== Segment start ==

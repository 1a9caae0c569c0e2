use sea_orm::{entity::prelude::*, sea_query::OnConflict, QueryOrder, QuerySelect, Set};
use chrono::Utc;
use serde::{Deserialize, Serialize};

use crate::errors::ModelError;

/// One named JSON document. `data` is stored as text and parsed by the caller.
#[derive(Clone, Debug, PartialEq, DeriveEntityModel, Serialize, Deserialize)]
#[sea_orm(table_name = "collections")]
pub struct Model {
    #[sea_orm(primary_key, auto_increment = false)]
    pub name: String,
    #[sea_orm(column_type = "Text")]
    pub data: String,
    pub updated_at: DateTimeWithTimeZone,
}

#[derive(Copy, Clone, Debug, EnumIter, DeriveRelation)]
pub enum Relation {}

impl ActiveModelBehavior for ActiveModel {}

fn validate_name(name: &str) -> Result<(), ModelError> {
    if name.trim().is_empty() { return Err(ModelError::Validation("collection name required".into())); }
    if name.len() > 64 { return Err(ModelError::Validation("collection name too long (<=64)".into())); }
    Ok(())
}

pub async fn find<C: ConnectionTrait>(db: &C, name: &str) -> Result<Option<Model>, ModelError> {
    Ok(Entity::find_by_id(name.to_string()).one(db).await?)
}

/// Insert or wholesale-replace the row for `name`.
pub async fn upsert<C: ConnectionTrait>(db: &C, name: &str, data: String) -> Result<(), ModelError> {
    validate_name(name)?;
    let am = ActiveModel {
        name: Set(name.to_string()),
        data: Set(data),
        updated_at: Set(Utc::now().into()),
    };
    Entity::insert(am)
        .on_conflict(
            OnConflict::column(Column::Name)
                .update_columns([Column::Data, Column::UpdatedAt])
                .to_owned(),
        )
        .exec_without_returning(db)
        .await?;
    Ok(())
}

/// Insert `data` only when no row exists yet; returns whether a row was created.
pub async fn insert_if_absent<C: ConnectionTrait>(db: &C, name: &str, data: String) -> Result<bool, ModelError> {
    validate_name(name)?;
    let am = ActiveModel {
        name: Set(name.to_string()),
        data: Set(data),
        updated_at: Set(Utc::now().into()),
    };
    let inserted = Entity::insert(am)
        .on_conflict(OnConflict::column(Column::Name).do_nothing().to_owned())
        .exec_without_returning(db)
        .await?;
    Ok(inserted > 0)
}

pub async fn delete<C: ConnectionTrait>(db: &C, name: &str) -> Result<bool, ModelError> {
    let res = Entity::delete_by_id(name.to_string()).exec(db).await?;
    Ok(res.rows_affected > 0)
}

pub async fn delete_all<C: ConnectionTrait>(db: &C) -> Result<u64, ModelError> {
    let res = Entity::delete_many().exec(db).await?;
    Ok(res.rows_affected)
}

pub async fn exists<C: ConnectionTrait>(db: &C, name: &str) -> Result<bool, ModelError> {
    let n = Entity::find_by_id(name.to_string()).count(db).await?;
    Ok(n > 0)
}

pub async fn list_names<C: ConnectionTrait>(db: &C) -> Result<Vec<String>, ModelError> {
    let names = Entity::find()
        .select_only()
        .column(Column::Name)
        .order_by_asc(Column::Name)
        .into_tuple::<String>()
        .all(db)
        .await?;
    Ok(names)
}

== Segment end ==

WORK TASK. Repeat every record above. Each one must match exactly.

EXERCISE SOLUTION.
repository 1a9caae0c569c0e2
use sea_orm::{entity::prelude::*, sea_query::OnConflict, QueryOrder, QuerySelect, Set};
use chrono::Utc;
use serde::{Deserialize, Serialize};

use crate::errors::ModelError;

/// One named JSON document. `data` is stored as text and parsed by the caller.
#[derive(Clone, Debug, PartialEq, DeriveEntityModel, Serialize, Deserialize)]
#[sea_orm(table_name = "collections")]
pub struct Model {
    #[sea_orm(primary_key, auto_increment = false)]
    pub name: String,
    #[sea_orm(column_type = "Text")]
    pub data: String,
    pub updated_at: DateTimeWithTimeZone,
}

#[derive(Copy, Clone, Debug, EnumIter, DeriveRelation)]
pub enum Relation {}

impl ActiveModelBehavior for ActiveModel {}

fn validate_name(name: &str) -> Result<(), ModelError> {
    if name.trim().is_empty() { return Err(ModelError::Validation("collection name required".into())); }
    if name.len() > 64 { return Err(ModelError::Validation("collection name too long (<=64)".into())); }
    Ok(())
}

pub async fn find<C: ConnectionTrait>(db: &C, name: &str) -> Result<Option<Model>, ModelError> {
    Ok(Entity::find_by_id(name.to_string()).one(db).await?)
}

/// Insert or wholesale-replace the row for `name`.
pub async fn upsert<C: ConnectionTrait>(db: &C, name: &str, data: String) -> Result<(), ModelError> {
    validate_name(name)?;
    let am = ActiveModel {
        name: Set(name.to_string()),
        data: Set(data),
        updated_at: Set(Utc::now().into()),
    };
    Entity::insert(am)
        .on_conflict(
            OnConflict::column(Column::Name)
                .update_columns([Column::Data, Column::UpdatedAt])
                .to_owned(),
        )
        .exec_without_returning(db)
        .await?;
    Ok(())
}

/// Insert `data` only when no row exists yet; returns whether a row was created.
pub async fn insert_if_absent<C: ConnectionTrait>(db: &C, name: &str, data: String) -> Result<bool, ModelError> {
    validate_name(name)?;
    let am = ActiveModel {
        name: Set(name.to_string()),
        data: Set(data),
        updated_at: Set(Utc::now().into()),
    };
    let inserted = Entity::insert(am)
        .on_conflict(OnConflict::column(Column::Name).do_nothing().to_owned())
        .exec_without_returning(db)
        .await?;
    Ok(inserted > 0)
}

pub async fn delete<C: ConnectionTrait>(db: &C, name: &str) -> Result<bool, ModelError> {
    let res = Entity::delete_by_id(name.to_string()).exec(db).await?;
    Ok(res.rows_affected > 0)
}

pub async fn delete_all<C: ConnectionTrait>(db: &C) -> Result<u64, ModelError> {
    let res = Entity::delete_many().exec(db).await?;
    Ok(res.rows_affected)
}

pub async fn exists<C: ConnectionTrait>(db: &C, name: &str) -> Result<bool, ModelError> {
    let n = Entity::find_by_id(name.to_string()).count(db).await?;
    Ok(n > 0)
}

pub async fn list_names<C: ConnectionTrait>(db: &C) -> Result<Vec<String>, ModelError> {
    let names = Entity::find()
        .select_only()
        .column(Column::Name)
        .order_by_asc(Column::Name)
        .into_tuple::<String>()
        .all(db)
        .await?;
    Ok(names)
}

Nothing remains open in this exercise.